Premier " vrai " film de Michael Mann qui entame sa carrière cinématographique par ce qui deviendra son genre fétiche - le polar -, le Solitaire est un objet dans lequel il est difficile de ne pas voir les prémices de ses œuvres ultérieures, tant de nombreux motifs en seront repris. La fusillade finale au ralenti anticipe celle du Sixième sens, le gangster forcé d'abandonner la femme qu'il aime se retrouvera dans Heat, l'univers très nocturne est très proche de celui de Collatéral. Mais le Solitaire est loin d'être un simple brouillon des chefs d'oeuvre à venir, il est aussi un petit bijou du polar 80's, période souvent critiquée mais qui outre-atlantique donna lieu à un bon nombre de merveilles dans le genre (L'Année du dragon, Police fédérale Los Angeles, Sang pour Sang, Comme un chien enragé, Kill Me Again... ). Avant Heat, Mann convoquait deux personnages dans un café non pas pour exprimer leur respect mutuel mais pour une déclaration d'amour extraordinaire, mélange de violence et de sincérité et dans laquelle éclatent les talents de Tuesday Weld et de James Caan. La solidité du casting est l'un des points forts du Solitaire, y compris dans les seconds rôles épatants qu'il s'agisse de Willie Neson en prisonnier mentor ou de Robert Prosky en salaud, en passant par James Belushi incarnant le fidèle partenaire de Caan, personnages qui au passage révèlent la stupidité du titre français (Thief, alias voleur, en version originale) dans la mesure ou le héros n'est pas du tout un solitaire acharné mais au contraire quelqu'un possédant des attaches sentimentales très fortes.
L'un des aspects les plus singuliers du cinéma de Mann réside dans son travail sur la durée, étirant des scènes que d'autres cinéastes auraient traité en quelques secondes et au contraire insérant des ellipses souvent inattendues. En plus de la déclaration d'amour dans le café, d'une bonne dizaine de minutes, on pense évidemment aux longues scènes muettes de perçage de coffre qui n'ont guère d'équivalent que dans les films de casse français signés Melville ou Jules Dassin. Les mésaventures de Frank et Jessie pour adopter du fait du passé de prisonnier de Frank trouveront un écho discret dans Heat - les conditions précaires dans lesquelles Dennis Haysbert doit accepter de travailler pour ne pas retourner en prison - et placent Mann comme un bel héritier thématique des polars sociaux engagés des années 70 comme Le Récidiviste d'Ulu Grosbard.
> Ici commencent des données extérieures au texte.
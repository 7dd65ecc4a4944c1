//! Tag registry: explicit dispatch from tag name to rendering function.
//!
//! Each tag is a function `(host, args, context) -> Html | Bind`. The
//! registry validates the tag name and argument count before invocation,
//! so individual tags only deal with argument types. `H` is the host
//! capability handed to every tag (the engine, for the built-in set).

use std::collections::HashMap;
use std::ops::RangeInclusive;

use tera::Value;

use crate::error::{Error, Result};

use super::context::RenderContext;

/// What a tag produces.
#[derive(Debug, Clone, PartialEq)]
pub enum TagOutput {
    /// An HTML fragment to splice into the surrounding output.
    Html(String),
    /// A variable binding for the render context; produces no output.
    Bind { name: String, value: Value },
}

type TagFn<H> = Box<dyn Fn(&H, &[Value], &RenderContext) -> Result<TagOutput> + Send + Sync>;

struct TagDef<H> {
    arity: RangeInclusive<usize>,
    func: TagFn<H>,
}

/// Registry of tag functions keyed by name.
pub struct TagRegistry<H> {
    tags: HashMap<String, TagDef<H>>,
}

impl<H> TagRegistry<H> {
    /// Create an empty registry.
    pub fn new() -> Self {
        Self {
            tags: HashMap::new(),
        }
    }

    /// Register a tag with its accepted argument count range.
    pub fn register<F>(&mut self, name: &str, arity: RangeInclusive<usize>, func: F)
    where
        F: Fn(&H, &[Value], &RenderContext) -> Result<TagOutput> + Send + Sync + 'static,
    {
        self.tags.insert(
            name.to_string(),
            TagDef {
                arity,
                func: Box::new(func),
            },
        );
    }

    /// Invoke a tag, validating name and arity first.
    pub fn invoke(
        &self,
        host: &H,
        name: &str,
        args: &[Value],
        ctx: &RenderContext,
    ) -> Result<TagOutput> {
        let def = self
            .tags
            .get(name)
            .ok_or_else(|| Error::InvalidUsage(format!("unknown tag '{name}'")))?;

        if !def.arity.contains(&args.len()) {
            return Err(Error::InvalidUsage(format!(
                "'{name}' takes {} to {} arguments, got {}",
                def.arity.start(),
                def.arity.end(),
                args.len()
            )));
        }

        (def.func)(host, args, ctx)
    }

    /// Number of registered tags.
    pub fn len(&self) -> usize {
        self.tags.len()
    }

    /// Check if the registry is empty.
    pub fn is_empty(&self) -> bool {
        self.tags.is_empty()
    }
}

impl<H> Default for TagRegistry<H> {
    fn default() -> Self {
        Self::new()
    }
}

/// A required string argument.
pub(crate) fn str_arg<'a>(args: &'a [Value], idx: usize, tag: &str) -> Result<&'a str> {
    args.get(idx).and_then(Value::as_str).ok_or_else(|| {
        Error::InvalidUsage(format!("'{tag}' expects a string as argument {}", idx + 1))
    })
}

/// A required non-negative integer argument.
pub(crate) fn uint_arg(args: &[Value], idx: usize, tag: &str) -> Result<u32> {
    args.get(idx)
        .and_then(Value::as_u64)
        .and_then(|v| u32::try_from(v).ok())
        .ok_or_else(|| {
            Error::InvalidUsage(format!(
                "'{tag}' expects a non-negative integer as argument {}",
                idx + 1
            ))
        })
}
Comme tous les héros de Mann, Frank cherche à contrôler son existence en rêvant d'évasion. Chaque tentative de se libérer d'une dépendance - ici financière - l'enchaîne à une autre : l'amitié pour le prisonnier qui lui a tout appris, l'amour pour Jessie et surtout la relation de travail tendue qu'il entretient avec Léo. Là encore, cette fatalité est contrebalancée par la présence de scènes planantes dont le cinéaste a le secret, comme le beau moment entre Caan et Belushi sur la plage.
Si une fausse note s'insère concernant la mise en scène, c'est sans doute l'usage du ralenti dans lequel de nombreux observateurs détectent une influence de Sam Peckinpah (la ressemblance est effectivement frappante) qui détonne dans l'univers plus urbain et réaliste de Mann. Si ce final est relativement bien filmé et monté, il demeure une sorte de hors-sujet esthétique ; en revanche, la musique très 80's du groupe Tangerine Dream est datée mais colle tout à fait à l'univers du cinéaste.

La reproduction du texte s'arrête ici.